THE DATA |

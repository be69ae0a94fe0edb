//! WebSocket subscriber transport.
//!
//! The write half lives in the registry as a `SubscriberConnection`; the read
//! half stays in the upgrade task and only watches for the peer going away.
//! Closing the write half also ends the read loop, so the socket is dropped
//! even when the peer never answers the close frame.

use std::net::SocketAddr;
use std::sync::atomic::{AtomicBool, Ordering};
use std::sync::Arc;
use std::time::Duration;

use async_trait::async_trait;
use axum::extract::ws::{Message, WebSocket};
use bytes::Bytes;
use contracts::{CloseReason, ContractError, SubscriberConnection};
use dispatcher::SubscriberRegistry;
use futures::stream::SplitSink;
use futures::{SinkExt, StreamExt};
use tokio::sync::Mutex;
use tokio_util::sync::CancellationToken;
use tracing::{debug, info};

/// Write half of one WebSocket subscriber
pub struct WsConnection {
    peer: String,
    sender: Mutex<Option<SplitSink<WebSocket, Message>>>,
    closed: AtomicBool,
    close_timeout: Duration,
    released: CancellationToken,
}

impl WsConnection {
    pub fn new(
        peer: impl Into<String>,
        sender: SplitSink<WebSocket, Message>,
        close_timeout: Duration,
    ) -> Self {
        Self {
            peer: peer.into(),
            sender: Mutex::new(Some(sender)),
            closed: AtomicBool::new(false),
            close_timeout,
            released: CancellationToken::new(),
        }
    }

    /// Cancelled once the connection is closed from this side.
    pub fn released(&self) -> CancellationToken {
        self.released.clone()
    }

    fn closed_error(&self) -> ContractError {
        ContractError::subscriber_write(&self.peer, "connection closed")
    }
}

#[async_trait]
impl SubscriberConnection for WsConnection {
    fn peer(&self) -> &str {
        &self.peer
    }

    async fn push(&self, payload: Bytes) -> Result<(), ContractError> {
        if self.closed.load(Ordering::Acquire) {
            return Err(self.closed_error());
        }
        let text = String::from_utf8(payload.to_vec())
            .map_err(|e| ContractError::subscriber_write(&self.peer, e.to_string()))?;

        let mut sender = self.sender.lock().await;
        // close may have won the lock race
        if self.closed.load(Ordering::Acquire) {
            return Err(self.closed_error());
        }
        let Some(sender) = sender.as_mut() else {
            return Err(self.closed_error());
        };
        sender
            .send(Message::Text(text.into()))
            .await
            .map_err(|e| ContractError::subscriber_write(&self.peer, e.to_string()))
    }

    async fn close(&self) {
        if self.closed.swap(true, Ordering::AcqRel) {
            return;
        }
        self.released.cancel();

        let handshake = async {
            let Some(mut sender) = self.sender.lock().await.take() else {
                return;
            };
            // the peer may already be gone
            let _ = sender.send(Message::Close(None)).await;
            let _ = sender.close().await;
        };
        if tokio::time::timeout(self.close_timeout, handshake).await.is_err() {
            debug!(
                peer = %self.peer,
                timeout_ms = self.close_timeout.as_millis() as u64,
                "Close handshake timed out, dropping write half"
            );
        }
    }
}

/// Register the socket and hold it until the peer leaves or `shutdown` fires.
pub async fn serve_subscriber(
    socket: WebSocket,
    peer: SocketAddr,
    registry: Arc<SubscriberRegistry>,
    shutdown: CancellationToken,
) {
    let (sender, mut receiver) = socket.split();
    let connection = WsConnection::new(peer.to_string(), sender, registry.close_timeout());
    let released = connection.released();
    let id = registry.register(Arc::new(connection));
    debug!(subscriber = %id, peer = %peer, "Subscriber read loop started");

    let reason = loop {
        tokio::select! {
            _ = shutdown.cancelled() => break CloseReason::Shutdown,
            _ = released.cancelled() => {
                // already evicted and closed by a failed push
                debug!(subscriber = %id, peer = %peer, "Subscriber released");
                return;
            }
            message = receiver.next() => match message {
                Some(Ok(Message::Close(_))) | None => break CloseReason::Graceful,
                Some(Err(e)) => {
                    debug!(subscriber = %id, error = %e, "Subscriber read failed");
                    break CloseReason::Graceful;
                }
                // inbound frames only prove liveness
                Some(Ok(_)) => {}
            },
        }
    };

    if registry.evict(id, reason).await {
        info!(subscriber = %id, reason = ?reason, "Subscriber disconnected");
    }
}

TASK BRIEF | The lines in the records above that include the word "info" must be copied out.

TASK RESPONSE |
use tracing::{debug, info};
        info!(subscriber = %id, reason = ?reason, "Subscriber disconnected");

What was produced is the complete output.